On some of the more serious appeals to boycott Israeli academic institutions
Last Thursday the LSE was host to an event jointly put on by the LSESU Palestine Society and LSESU Israel Society debating the motion that the house believes in an academic boycott of Israel. The motion failed, which has pleased those who think a boycott is harmful (though such a result ought to be taken with a pinch of salt, since the audience sample would not be scientific, and rather than simply asking audience participants to raise their hands on whether they support the motion, should be asked whether they had their minds changed after the debate had taken place – to gauge the usefulness of the speakers’ presentations. Moreover, this would save time vetting an audience as well).
On the side for a boycott was Dr John Chalcraft who is currently a reader in the History and Politics of Empire/Imperialism in the Department of Government at the LSE. He argued that an academic boycott of Israeli academic institutions is the appropriate tactic to take in response to Israel’s disregard for the rights of Palestinians, (which includes disregard for UN resolutions) and its unceasing apartheid society.
Furthermore, the boycott would be taken in opposition to Israeli academic institutions’ close proximity to military operations. To give Chalcraft’s example, the Zefat Academic College in Israel holds a General Security Service (GSS) programme, which is notorious for its use of torture on occupied territory. According to Chalcraft there were plans to move this programme to the prestigious Hebrew University, but owing to the concerted efforts by the pro-boycott lobby the programme stayed put. This at once shows the close relationship government has with its academic institutions in Israel, as well as how effective the boycott has been on achieving results.
Opposing the boycott was Daniel Hochhauser, the Kathleen Ferrier Professor of Medical Oncology at UCL who specialises in the treatment of gastrointestinal cancer at the University College London Hospital (UCLH). He began on a personal note stating he personally benefits from institutional relations with top Israeli universities and individual academics with whom he enjoys what he called medical diplomacy. As for Israeli institutions themselves, some 20% of students there are Palestinian Arabs, and so he confronts the notion that those institutions are segregationist. He admits that more could be done for the social mobility of that group of people, but denies that a boycott should be conducted on this very basis.
As for the motion, Hochhauser asks whether the boycott is universally applicable by its proponents, by which he means whether they would call for the boycott of US institutions on the grounds of the US invasion of Iraq and Afghanistan, Chinese institutions for Tibet, Turkish institutions for the Kurds, and whether we could feasibly boycott our own institutions?

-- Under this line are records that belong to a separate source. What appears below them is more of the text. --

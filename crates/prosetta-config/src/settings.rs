//! Typed configuration sections populated from environment variables.
//!
//! Malformed values fall back to the documented default rather than aborting;
//! structurally invalid combinations (e.g. a zero chunk length) are caught by
//! [`Config::validate`].

use crate::ConfigError;
use serde::Serialize;
use std::time::Duration;

/// Lookup seam so tests can supply variables without touching process env.
pub type EnvLookup<'a> = &'a dyn Fn(&str) -> Option<String>;

fn get_str(lookup: EnvLookup<'_>, key: &str, default: &str) -> String {
    lookup(key).unwrap_or_else(|| default.to_owned())
}

fn get_bool(lookup: EnvLookup<'_>, key: &str, default: bool) -> bool {
    match lookup(key).as_deref().map(str::to_ascii_lowercase).as_deref() {
        Some("true" | "1" | "yes" | "on") => true,
        Some("false" | "0" | "no" | "off") => false,
        _ => default,
    }
}

fn get_u64(lookup: EnvLookup<'_>, key: &str, default: u64) -> u64 {
    lookup(key)
        .and_then(|v| v.trim().parse().ok())
        .unwrap_or(default)
}

fn get_f64(lookup: EnvLookup<'_>, key: &str, default: f64) -> f64 {
    lookup(key)
        .and_then(|v| v.trim().parse().ok())
        .unwrap_or(default)
}

/// HTTP server settings.
#[derive(Debug, Clone, Serialize)]
pub struct ServerConfig {
    pub host: String,
    pub port: u16,
    pub workers: usize,
    /// Empty string disables API-key auth.
    #[serde(skip_serializing)]
    pub api_key: String,
}

impl ServerConfig {
    fn from_lookup(lookup: EnvLookup<'_>) -> Self {
        Self {
            host: get_str(lookup, "PROSETTA_HOST", "127.0.0.1"),
            port: get_u64(lookup, "PROSETTA_PORT", 5001) as u16,
            workers: get_u64(lookup, "PROSETTA_WORKERS", 4) as usize,
            api_key: get_str(lookup, "PROSETTA_API_KEY", ""),
        }
    }

    pub fn bind_addr(&self) -> String {
        format!("{}:{}", self.host, self.port)
    }
}

/// Upstream Ollama inference server settings.
#[derive(Debug, Clone, Serialize)]
pub struct OllamaConfig {
    pub base_url: String,
    pub default_model: String,
    pub connect_timeout_secs: u64,
    pub read_timeout_secs: u64,
    pub health_timeout_secs: u64,
    pub temperature: f64,
    pub top_p: f64,
}

impl OllamaConfig {
    fn from_lookup(lookup: EnvLookup<'_>) -> Self {
        Self {
            base_url: get_str(lookup, "OLLAMA_BASE_URL", "http://localhost:11434")
                .trim_end_matches('/')
                .to_owned(),
            default_model: get_str(lookup, "OLLAMA_DEFAULT_MODEL", "llama3.3:70b-instruct-q2_K"),
            connect_timeout_secs: get_u64(lookup, "OLLAMA_CONNECT_TIMEOUT", 30),
            read_timeout_secs: get_u64(lookup, "OLLAMA_READ_TIMEOUT", 300),
            health_timeout_secs: get_u64(lookup, "OLLAMA_HEALTH_TIMEOUT", 5),
            temperature: get_f64(lookup, "OLLAMA_TEMPERATURE", 0.3),
            top_p: get_f64(lookup, "OLLAMA_TOP_P", 0.9),
        }
    }

    pub fn connect_timeout(&self) -> Duration {
        Duration::from_secs(self.connect_timeout_secs)
    }

    pub fn read_timeout(&self) -> Duration {
        Duration::from_secs(self.read_timeout_secs)
    }

    pub fn health_timeout(&self) -> Duration {
        Duration::from_secs(self.health_timeout_secs)
    }
}

/// Translation pipeline tuning.
#[derive(Debug, Clone, Serialize)]
pub struct TranslationConfig {
    /// Maximum characters per chunk sent to the model.
    pub max_chunk_chars: usize,
    pub max_retries: u32,
    pub retry_delay_secs: f64,
    /// Pause between chunks; zero disables.
    pub chunk_delay_secs: f64,
    /// Word-overlap ratio above which output is considered untranslated.
    pub similarity_threshold: f64,
    pub min_translation_length: usize,
}

impl TranslationConfig {
    fn from_lookup(lookup: EnvLookup<'_>) -> Self {
        Self {
            max_chunk_chars: get_u64(lookup, "MAX_PROMPT_LENGTH", 4000) as usize,
            max_retries: get_u64(lookup, "MAX_RETRIES", 3) as u32,
            retry_delay_secs: get_f64(lookup, "RETRY_DELAY", 1.0),
            chunk_delay_secs: get_f64(lookup, "CHUNK_DELAY", 0.3),
            similarity_threshold: get_f64(lookup, "SIMILARITY_THRESHOLD", 0.65),
            min_translation_length: get_u64(lookup, "MIN_TRANSLATION_LENGTH", 50) as usize,
        }
    }

    pub fn retry_delay(&self, attempt: u32) -> Duration {
        Duration::from_secs_f64(self.retry_delay_secs * f64::from(attempt + 1))
    }

    pub fn chunk_delay(&self) -> Option<Duration> {
        if self.chunk_delay_secs > 0.0 {
            Some(Duration::from_secs_f64(self.chunk_delay_secs))
        } else {
            None
        }
    }
}

/// Translation cache settings.
#[derive(Debug, Clone, Serialize)]
pub struct CacheConfig {
    pub enabled: bool,
    /// Hex chars of the previous-chunk hash mixed into cache keys.
    pub context_hash_length: usize,
    pub max_age_days: u32,
}

impl CacheConfig {
    fn from_lookup(lookup: EnvLookup<'_>) -> Self {
        Self {
            enabled: get_bool(lookup, "CACHE_ENABLED", true),
            context_hash_length: get_u64(lookup, "CACHE_CONTEXT_HASH_LENGTH", 32) as usize,
            max_age_days: get_u64(lookup, "CACHE_MAX_AGE_DAYS", 30) as u32,
        }
    }
}

/// Upload limits.
#[derive(Debug, Clone, Serialize)]
pub struct FileConfig {
    pub max_file_size_mb: u64,
    pub allowed_extensions: Vec<String>,
}

impl FileConfig {
    fn from_lookup(lookup: EnvLookup<'_>) -> Self {
        Self {
            max_file_size_mb: get_u64(lookup, "MAX_FILE_SIZE_MB", 10),
            allowed_extensions: vec![".txt".to_owned()],
        }
    }

    pub fn max_file_size_bytes(&self) -> u64 {
        self.max_file_size_mb * 1024 * 1024
    }

    pub fn extension_allowed(&self, filename: &str) -> bool {
        let lower = filename.to_ascii_lowercase();
        self.allowed_extensions.iter().any(|ext| lower.ends_with(ext))
    }
}

/// Aggregated application configuration.
#[derive(Debug, Clone, Serialize)]
pub struct Config {
    pub server: ServerConfig,
    pub ollama: OllamaConfig,
    pub translation: TranslationConfig,
    pub cache: CacheConfig,
    pub file: FileConfig,
}

impl Config {
    /// Build from the process environment and validate.
    pub fn from_env() -> Result<Self, ConfigError> {
        Self::from_lookup(&|key| std::env::var(key).ok())
    }

    pub fn from_lookup(lookup: EnvLookup<'_>) -> Result<Self, ConfigError> {
        let config = Self {
            server: ServerConfig::from_lookup(lookup),
            ollama: OllamaConfig::from_lookup(lookup),
            translation: TranslationConfig::from_lookup(lookup),
            cache: CacheConfig::from_lookup(lookup),
            file: FileConfig::from_lookup(lookup),
        };
        config.validate()?;
        Ok(config)
    }

    pub fn validate(&self) -> Result<(), ConfigError> {
        if self.translation.max_chunk_chars < 100 {
            return Err(ConfigError::Invalid(
                "MAX_PROMPT_LENGTH must be at least 100".to_owned(),
            ));
        }
        if !(0.0..=1.0).contains(&self.translation.similarity_threshold) {
            return Err(ConfigError::Invalid(
                "SIMILARITY_THRESHOLD must be between 0 and 1".to_owned(),
            ));
        }
        if self.file.max_file_size_mb < 1 {
            return Err(ConfigError::Invalid(
                "MAX_FILE_SIZE_MB must be at least 1".to_owned(),
            ));
        }
        if self.server.workers == 0 {
            return Err(ConfigError::Invalid(
                "PROSETTA_WORKERS must be at least 1".to_owned(),
            ));
        }
        Ok(())
    }
}

#[cfg(test)]
mod tests {
    use super::*;
    use std::collections::HashMap;

    fn lookup_from(pairs: &[(&str, &str)]) -> HashMap<String, String> {
        pairs
            .iter()
            .map(|(k, v)| ((*k).to_owned(), (*v).to_owned()))
            .collect()
    }

    fn config_with(pairs: &[(&str, &str)]) -> Result<Config, ConfigError> {
        let map = lookup_from(pairs);
        Config::from_lookup(&|key| map.get(key).cloned())
    }

    #[test]
    fn defaults_match_documented_values() {
        let config = config_with(&[]).unwrap();
        assert_eq!(config.server.host, "127.0.0.1");
        assert_eq!(config.server.port, 5001);
        assert_eq!(config.ollama.base_url, "http://localhost:11434");
        assert_eq!(config.translation.max_chunk_chars, 4000);
        assert_eq!(config.translation.max_retries, 3);
        assert!(config.cache.enabled);
        assert_eq!(config.cache.max_age_days, 30);
        assert_eq!(config.file.max_file_size_mb, 10);
    }

    #[test]
    fn env_overrides_apply() {
        let config = config_with(&[
            ("PROSETTA_HOST", "0.0.0.0"),
            ("PROSETTA_PORT", "8080"),
            ("OLLAMA_BASE_URL", "http://gpu-box:11434/"),
            ("CACHE_ENABLED", "off"),
        ])
        .unwrap();
        assert_eq!(config.server.host, "0.0.0.0");
        assert_eq!(config.server.port, 8080);
        // trailing slash stripped
        assert_eq!(config.ollama.base_url, "http://gpu-box:11434");
        assert!(!config.cache.enabled);
    }

    #[test]
    fn malformed_values_fall_back_to_defaults() {
        let config = config_with(&[
            ("PROSETTA_PORT", "not-a-port"),
            ("OLLAMA_TEMPERATURE", "hot"),
            ("CACHE_ENABLED", "maybe"),
        ])
        .unwrap();
        assert_eq!(config.server.port, 5001);
        assert!((config.ollama.temperature - 0.3).abs() < f64::EPSILON);
        assert!(config.cache.enabled);
    }

    #[test]
    fn validation_rejects_tiny_chunks() {
        let err = config_with(&[("MAX_PROMPT_LENGTH", "10")]).unwrap_err();
        assert!(err.to_string().contains("MAX_PROMPT_LENGTH"));
    }

    #[test]
    fn validation_rejects_out_of_range_threshold() {
        assert!(config_with(&[("SIMILARITY_THRESHOLD", "1.5")]).is_err());
    }

    #[test]
    fn retry_delay_scales_linearly() {
        let config = config_with(&[]).unwrap();
        assert_eq!(config.translation.retry_delay(0), Duration::from_secs(1));
        assert_eq!(config.translation.retry_delay(2), Duration::from_secs(3));
    }

    #[test]
    fn zero_chunk_delay_disables_pause() {
        let config = config_with(&[("CHUNK_DELAY", "0")]).unwrap();
        assert!(config.translation.chunk_delay().is_none());
    }

    #[test]
    fn extension_check_is_case_insensitive() {
        let config = config_with(&[]).unwrap();
        assert!(config.file.extension_allowed("Book.TXT"));
        assert!(!config.file.extension_allowed("book.pdf"));
    }
}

The debate turned to the notion of academic freedom, which is the dilemma of the motion. By advancing a boycott universities would be advocating a position on political grounds, something which the opponent of the motion argues universities are not placed to do. Part of the decision to target Israeli academic institutions is what has been called their institutional complicity in the supposed crimes of the government. It was argued that supporters of the motion cannot have it both ways; either they are consistent with their attitude to universities having political motives or they admit their hypocrisy. A position, in principle, I would agree with on the grounds that I support academic freedom from government influence, even if that university is nationalised. It is here that the argument for a boycott becomes compelling, but if this is to be the case then academic boycotts must be levelled to any institution that is complicit with the national government. On which case Israel is only one case in point, and whether we agree with the politics of the government or think the country should exist in the first place is wholly irrelevant to the debate – something Dr John Chalcraft was not willing to cooperate with, since his appeal to boycott appears to be predicated on his opposition to “occupied land”.
I myself am interested in hearing the case for why UK academic institutions should support the boycott of certain Israeli institutions in the case where they are perceived to enjoy too close a proximity to the government – not as an opposition to the government, but as a first principle on the freedom of academic institutions. A principle I level against any institution in any country. But I was not compelled by the motion of the house as explained by Dr John Chalcraft, for whom a boycott of other institutions in other countries would be inappropriate, but whose notion of a boycott of Israeli academies seems rather too close to his obvious dislike of the Israeli government.